**TRY IT:** Each line of the data below should be repeated exactly.

**TASK DATA:**
#![allow(dead_code)]

pub mod mock_db;

/// Route library logs to the test harness. Filter with `RUST_LOG`, e.g.
/// `RUST_LOG=dbpulse=debug cargo test -- --nocapture`.
pub fn init_tracing() {
    let _ = tracing_subscriber::fmt()
        .with_env_filter(tracing_subscriber::EnvFilter::from_default_env())
        .with_test_writer()
        .try_init();
}
//! Climb: a multiplier rises from 1.00x until it crashes.
//!
//! The crash point is drawn privately when the stake is taken, and the round
//! is settled right away: a target at or below the crash point pays
//! `stake * target`, anything else is forfeit. What follows is presentation
//! only. [Climb::advance] moves the displayed multiplier by a random step per
//! tick until it reaches the target (cash out) or the crash point, and
//! stopping the presentation early never changes the settled outcome.

use super::GameRng;
use arcade_types::{
    casino::{
        ClimbPhase, Multiplier, CLIMB_HOUSE_EDGE_BPS, CLIMB_MAX_MULTIPLIER, CLIMB_STEP_MAX,
        CLIMB_STEP_MIN,
    },
    Amount,
};

const BPS: u64 = 10_000;
/// Share of the draw range used, in basis points. Bounds the crash point.
const RANGE_BPS: u64 = 9_900;

/// Map a uniform 32-bit draw to a crash point, skewed toward low values.
///
/// `crash = (1 - edge) / (1 - u)` with `u` in `[0, 0.99]`, clamped to
/// `[1.00x, 100.00x]`.
pub fn crash_point(raw: u32, edge_bps: u32) -> Multiplier {
    let normalized = raw as u64 * RANGE_BPS / u32::MAX as u64;
    let denominator = BPS - normalized;
    let edge = BPS.saturating_sub(edge_bps as u64);
    let hundredths = edge * 100 / denominator;
    let clamped = hundredths.clamp(
        Multiplier::ONE.hundredths() as u64,
        CLIMB_MAX_MULTIPLIER as u64,
    );
    Multiplier::from_hundredths(clamped as u32)
}

pub fn draw_crash_point(rng: &mut GameRng) -> Multiplier {
    crash_point(rng.next_u32(), CLIMB_HOUSE_EDGE_BPS)
}

/// A settled round and its presentation state.
pub struct Climb {
    stake: Amount,
    target: Multiplier,
    crash: Multiplier,
    shown: Multiplier,
    phase: ClimbPhase,
    rng: GameRng,
}

impl Climb {
    pub fn launch(stake: Amount, target: Multiplier, mut rng: GameRng) -> Self {
        let crash = draw_crash_point(&mut rng);
        Self::with_crash_point(stake, target, crash, rng)
    }

    pub fn with_crash_point(
        stake: Amount,
        target: Multiplier,
        crash: Multiplier,
        rng: GameRng,
    ) -> Self {
        Self {
            stake,
            target,
            crash,
            shown: Multiplier::ONE,
            phase: ClimbPhase::Climbing,
            rng,
        }
    }

    pub fn stake(&self) -> Amount {
        self.stake
    }

    pub fn won(&self) -> bool {
        self.target <= self.crash
    }

    /// Gross payout, fixed at launch.
    pub fn payout(&self) -> Amount {
        if self.won() {
            self.target.apply(self.stake)
        } else {
            0
        }
    }

    pub fn crash(&self) -> Multiplier {
        self.crash
    }

    pub fn phase(&self) -> ClimbPhase {
        self.phase
    }

    /// Move the displayed multiplier one tick forward.
    pub fn advance(&mut self) -> (Multiplier, ClimbPhase) {
        if self.phase != ClimbPhase::Climbing {
            return (self.shown, self.phase);
        }
        let step = self
            .rng
            .range_inclusive(CLIMB_STEP_MIN as u64, CLIMB_STEP_MAX as u64) as u32;
        let next = Multiplier::from_hundredths(self.shown.hundredths().saturating_add(step));

        // The round ends at whichever of target and crash point comes first.
        let stop = if self.won() { self.target } else { self.crash };
        if next >= stop {
            self.shown = stop;
            self.phase = if self.won() {
                ClimbPhase::CashedOut
            } else {
                ClimbPhase::Crashed
            };
        } else {
            self.shown = next;
        }
        (self.shown, self.phase)
    }
}

#[cfg(test)]
mod tests {
    use super::*;

    fn x(hundredths: u32) -> Multiplier {
        Multiplier::from_hundredths(hundredths)
    }

    #[test]
    fn test_crash_point_bounds() {
        assert_eq!(crash_point(0, CLIMB_HOUSE_EDGE_BPS), Multiplier::ONE);
        assert_eq!(crash_point(u32::MAX, CLIMB_HOUSE_EDGE_BPS), x(9_900));
        assert_eq!(crash_point(u32::MAX, 0), x(10_000));

        let mut rng = GameRng::seeded(4);
        let mut low = 0;
        for _ in 0..1_000 {
            let crash = draw_crash_point(&mut rng);
            assert!(crash >= Multiplier::ONE && crash <= x(CLIMB_MAX_MULTIPLIER));
            if crash < x(200) {
                low += 1;
            }
        }
        // Roughly half of all rounds crash before 2x.
        assert!(low > 400, "low crashes {low}");
    }

    #[test]
    fn test_target_below_crash_pays() {
        let climb = Climb::with_crash_point(100, x(150), x(230), GameRng::seeded(0));
        assert!(climb.won());
        assert_eq!(climb.payout(), 150);

        let exact = Climb::with_crash_point(100, x(230), x(230), GameRng::seeded(0));
        assert_eq!(exact.payout(), 230);
    }

    #[test]
    fn test_target_above_crash_forfeits() {
        let climb = Climb::with_crash_point(100, x(300), x(230), GameRng::seeded(0));
        assert!(!climb.won());
        assert_eq!(climb.payout(), 0);
    }

    #[test]
    fn test_presentation_stops_at_target_or_crash() {
        let mut win = Climb::with_crash_point(10, x(200), x(500), GameRng::seeded(1));
        let mut last = Multiplier::ONE;
        loop {
            let (shown, phase) = win.advance();
            assert!(shown > last);
            last = shown;
            if phase != ClimbPhase::Climbing {
                assert_eq!(phase, ClimbPhase::CashedOut);
                assert_eq!(shown, x(200));
                break;
            }
        }

        let mut loss = Climb::with_crash_point(10, x(900), x(180), GameRng::seeded(2));
        while loss.phase() == ClimbPhase::Climbing {
            loss.advance();
        }
        assert_eq!(loss.phase(), ClimbPhase::Crashed);
        assert_eq!(loss.advance(), (x(180), ClimbPhase::Crashed));
    }
}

**RESPONSE BELOW:**
#![allow(dead_code)]

pub mod mock_db;

/// Route library logs to the test harness. Filter with `RUST_LOG`, e.g.
/// `RUST_LOG=dbpulse=debug cargo test -- --nocapture`.
pub fn init_tracing() {
    let _ = tracing_subscriber::fmt()
        .with_env_filter(tracing_subscriber::EnvFilter::from_default_env())
        .with_test_writer()
        .try_init();
}
//! Climb: a multiplier rises from 1.00x until it crashes.
//!
//! The crash point is drawn privately when the stake is taken, and the round
//! is settled right away: a target at or below the crash point pays
//! `stake * target`, anything else is forfeit. What follows is presentation
//! only. [Climb::advance] moves the displayed multiplier by a random step per
//! tick until it reaches the target (cash out) or the crash point, and
//! stopping the presentation early never changes the settled outcome.

use super::GameRng;
use arcade_types::{
    casino::{
        ClimbPhase, Multiplier, CLIMB_HOUSE_EDGE_BPS, CLIMB_MAX_MULTIPLIER, CLIMB_STEP_MAX,
        CLIMB_STEP_MIN,
    },
    Amount,
};

const BPS: u64 = 10_000;
/// Share of the draw range used, in basis points. Bounds the crash point.
const RANGE_BPS: u64 = 9_900;

/// Map a uniform 32-bit draw to a crash point, skewed toward low values.
///
/// `crash = (1 - edge) / (1 - u)` with `u` in `[0, 0.99]`, clamped to
/// `[1.00x, 100.00x]`.
pub fn crash_point(raw: u32, edge_bps: u32) -> Multiplier {
    let normalized = raw as u64 * RANGE_BPS / u32::MAX as u64;
    let denominator = BPS - normalized;
    let edge = BPS.saturating_sub(edge_bps as u64);
    let hundredths = edge * 100 / denominator;
    let clamped = hundredths.clamp(
        Multiplier::ONE.hundredths() as u64,
        CLIMB_MAX_MULTIPLIER as u64,
    );
    Multiplier::from_hundredths(clamped as u32)
}

pub fn draw_crash_point(rng: &mut GameRng) -> Multiplier {
    crash_point(rng.next_u32(), CLIMB_HOUSE_EDGE_BPS)
}

/// A settled round and its presentation state.
pub struct Climb {
    stake: Amount,
    target: Multiplier,
    crash: Multiplier,
    shown: Multiplier,
    phase: ClimbPhase,
    rng: GameRng,
}

impl Climb {
    pub fn launch(stake: Amount, target: Multiplier, mut rng: GameRng) -> Self {
        let crash = draw_crash_point(&mut rng);
        Self::with_crash_point(stake, target, crash, rng)
    }

    pub fn with_crash_point(
        stake: Amount,
        target: Multiplier,
        crash: Multiplier,
        rng: GameRng,
    ) -> Self {
        Self {
            stake,
            target,
            crash,
            shown: Multiplier::ONE,
            phase: ClimbPhase::Climbing,
            rng,
        }
    }

    pub fn stake(&self) -> Amount {
        self.stake
    }

    pub fn won(&self) -> bool {
        self.target <= self.crash
    }

    /// Gross payout, fixed at launch.
    pub fn payout(&self) -> Amount {
        if self.won() {
            self.target.apply(self.stake)
        } else {
            0
        }
    }

    pub fn crash(&self) -> Multiplier {
        self.crash
    }

    pub fn phase(&self) -> ClimbPhase {
        self.phase
    }

    /// Move the displayed multiplier one tick forward.
    pub fn advance(&mut self) -> (Multiplier, ClimbPhase) {
        if self.phase != ClimbPhase::Climbing {
            return (self.shown, self.phase);
        }
        let step = self
            .rng
            .range_inclusive(CLIMB_STEP_MIN as u64, CLIMB_STEP_MAX as u64) as u32;
        let next = Multiplier::from_hundredths(self.shown.hundredths().saturating_add(step));

        // The round ends at whichever of target and crash point comes first.
        let stop = if self.won() { self.target } else { self.crash };
        if next >= stop {
            self.shown = stop;
            self.phase = if self.won() {
                ClimbPhase::CashedOut
            } else {
                ClimbPhase::Crashed
            };
        } else {
            self.shown = next;
        }
        (self.shown, self.phase)
    }
}

#[cfg(test)]
mod tests {
    use super::*;

    fn x(hundredths: u32) -> Multiplier {
        Multiplier::from_hundredths(hundredths)
    }

    #[test]
    fn test_crash_point_bounds() {
        assert_eq!(crash_point(0, CLIMB_HOUSE_EDGE_BPS), Multiplier::ONE);
        assert_eq!(crash_point(u32::MAX, CLIMB_HOUSE_EDGE_BPS), x(9_900));
        assert_eq!(crash_point(u32::MAX, 0), x(10_000));

        let mut rng = GameRng::seeded(4);
        let mut low = 0;
        for _ in 0..1_000 {
            let crash = draw_crash_point(&mut rng);
            assert!(crash >= Multiplier::ONE && crash <= x(CLIMB_MAX_MULTIPLIER));
            if crash < x(200) {
                low += 1;
            }
        }
        // Roughly half of all rounds crash before 2x.
        assert!(low > 400, "low crashes {low}");
    }

    #[test]
    fn test_target_below_crash_pays() {
        let climb = Climb::with_crash_point(100, x(150), x(230), GameRng::seeded(0));
        assert!(climb.won());
        assert_eq!(climb.payout(), 150);

        let exact = Climb::with_crash_point(100, x(230), x(230), GameRng::seeded(0));
        assert_eq!(exact.payout(), 230);
    }

    #[test]
    fn test_target_above_crash_forfeits() {
        let climb = Climb::with_crash_point(100, x(300), x(230), GameRng::seeded(0));
        assert!(!climb.won());
        assert_eq!(climb.payout(), 0);
    }

    #[test]
    fn test_presentation_stops_at_target_or_crash() {
        let mut win = Climb::with_crash_point(10, x(200), x(500), GameRng::seeded(1));
        let mut last = Multiplier::ONE;
        loop {
            let (shown, phase) = win.advance();
            assert!(shown > last);
            last = shown;
            if phase != ClimbPhase::Climbing {
                assert_eq!(phase, ClimbPhase::CashedOut);
                assert_eq!(shown, x(200));
                break;
            }
        }

        let mut loss = Climb::with_crash_point(10, x(900), x(180), GameRng::seeded(2));
        while loss.phase() == ClimbPhase::Climbing {
            loss.advance();
        }
        assert_eq!(loss.phase(), ClimbPhase::Crashed);
        assert_eq!(loss.advance(), (x(180), ClimbPhase::Crashed));
    }
}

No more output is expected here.